Collected data:
|---|
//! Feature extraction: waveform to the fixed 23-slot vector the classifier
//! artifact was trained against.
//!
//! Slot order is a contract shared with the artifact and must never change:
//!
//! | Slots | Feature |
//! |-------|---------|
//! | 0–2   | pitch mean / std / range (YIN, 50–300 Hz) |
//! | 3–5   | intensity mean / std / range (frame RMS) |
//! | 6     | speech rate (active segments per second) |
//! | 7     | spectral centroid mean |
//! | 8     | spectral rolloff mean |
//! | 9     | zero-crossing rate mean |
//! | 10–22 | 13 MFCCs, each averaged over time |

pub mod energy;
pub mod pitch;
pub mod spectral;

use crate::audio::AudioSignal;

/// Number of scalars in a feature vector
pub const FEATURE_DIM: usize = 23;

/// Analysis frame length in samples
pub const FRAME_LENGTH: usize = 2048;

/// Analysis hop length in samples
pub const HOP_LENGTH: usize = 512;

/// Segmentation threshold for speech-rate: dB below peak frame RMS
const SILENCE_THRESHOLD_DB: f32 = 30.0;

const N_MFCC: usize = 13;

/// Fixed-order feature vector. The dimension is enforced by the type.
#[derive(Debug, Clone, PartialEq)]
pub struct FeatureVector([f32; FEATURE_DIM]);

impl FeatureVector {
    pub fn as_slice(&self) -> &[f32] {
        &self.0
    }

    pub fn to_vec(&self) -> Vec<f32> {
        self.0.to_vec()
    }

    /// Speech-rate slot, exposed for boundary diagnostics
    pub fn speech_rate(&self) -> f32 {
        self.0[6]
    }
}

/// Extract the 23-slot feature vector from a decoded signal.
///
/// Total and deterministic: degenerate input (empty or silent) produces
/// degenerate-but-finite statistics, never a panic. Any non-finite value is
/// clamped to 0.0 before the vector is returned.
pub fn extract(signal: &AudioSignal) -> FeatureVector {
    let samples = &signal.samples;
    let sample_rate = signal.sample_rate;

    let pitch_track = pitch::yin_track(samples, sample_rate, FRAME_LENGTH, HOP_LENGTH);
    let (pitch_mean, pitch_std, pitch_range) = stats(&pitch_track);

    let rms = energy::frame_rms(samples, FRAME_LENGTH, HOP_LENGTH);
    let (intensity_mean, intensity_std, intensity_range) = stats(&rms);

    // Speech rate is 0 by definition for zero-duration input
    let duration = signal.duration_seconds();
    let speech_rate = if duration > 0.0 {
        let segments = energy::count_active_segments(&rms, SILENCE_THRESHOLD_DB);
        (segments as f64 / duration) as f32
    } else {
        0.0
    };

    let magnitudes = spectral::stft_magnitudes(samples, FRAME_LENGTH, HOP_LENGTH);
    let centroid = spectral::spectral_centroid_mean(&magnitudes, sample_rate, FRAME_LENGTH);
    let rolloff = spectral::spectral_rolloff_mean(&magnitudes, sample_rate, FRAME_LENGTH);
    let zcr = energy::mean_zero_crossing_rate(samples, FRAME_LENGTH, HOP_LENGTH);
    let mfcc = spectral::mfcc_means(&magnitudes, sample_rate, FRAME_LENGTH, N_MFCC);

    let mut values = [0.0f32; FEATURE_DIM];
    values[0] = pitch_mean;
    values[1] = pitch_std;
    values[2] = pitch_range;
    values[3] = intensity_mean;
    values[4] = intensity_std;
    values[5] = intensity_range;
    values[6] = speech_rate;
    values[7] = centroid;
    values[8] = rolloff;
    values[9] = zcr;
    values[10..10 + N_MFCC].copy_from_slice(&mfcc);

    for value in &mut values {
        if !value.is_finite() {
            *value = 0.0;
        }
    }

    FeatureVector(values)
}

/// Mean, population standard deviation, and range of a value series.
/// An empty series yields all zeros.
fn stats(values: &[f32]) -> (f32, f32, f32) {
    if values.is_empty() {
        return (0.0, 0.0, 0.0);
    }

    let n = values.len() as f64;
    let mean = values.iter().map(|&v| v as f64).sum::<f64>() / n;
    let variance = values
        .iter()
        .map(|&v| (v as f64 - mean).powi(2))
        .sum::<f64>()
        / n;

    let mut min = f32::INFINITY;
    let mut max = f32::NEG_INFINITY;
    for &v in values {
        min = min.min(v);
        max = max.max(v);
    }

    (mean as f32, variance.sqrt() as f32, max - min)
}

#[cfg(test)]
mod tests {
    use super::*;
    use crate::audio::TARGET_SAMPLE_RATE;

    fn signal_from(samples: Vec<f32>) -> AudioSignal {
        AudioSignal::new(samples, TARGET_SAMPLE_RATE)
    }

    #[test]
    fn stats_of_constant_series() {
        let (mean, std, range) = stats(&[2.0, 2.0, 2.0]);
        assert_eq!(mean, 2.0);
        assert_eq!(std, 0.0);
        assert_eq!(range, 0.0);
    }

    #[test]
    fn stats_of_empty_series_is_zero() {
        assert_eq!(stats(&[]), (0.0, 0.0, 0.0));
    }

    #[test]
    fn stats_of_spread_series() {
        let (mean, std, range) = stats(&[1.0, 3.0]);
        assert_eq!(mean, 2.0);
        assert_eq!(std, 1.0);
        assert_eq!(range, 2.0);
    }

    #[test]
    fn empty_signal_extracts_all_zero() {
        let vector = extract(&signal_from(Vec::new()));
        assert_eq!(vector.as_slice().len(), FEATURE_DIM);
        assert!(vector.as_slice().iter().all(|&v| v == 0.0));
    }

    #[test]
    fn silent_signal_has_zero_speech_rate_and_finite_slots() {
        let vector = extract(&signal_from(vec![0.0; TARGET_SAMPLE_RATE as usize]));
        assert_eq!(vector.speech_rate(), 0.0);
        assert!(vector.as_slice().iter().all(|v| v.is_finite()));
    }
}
|---|
AIM OF THE TASK: Only the number should be given: how many lines in the entries above contain the string "iter"?

TASK RESPONSE: 4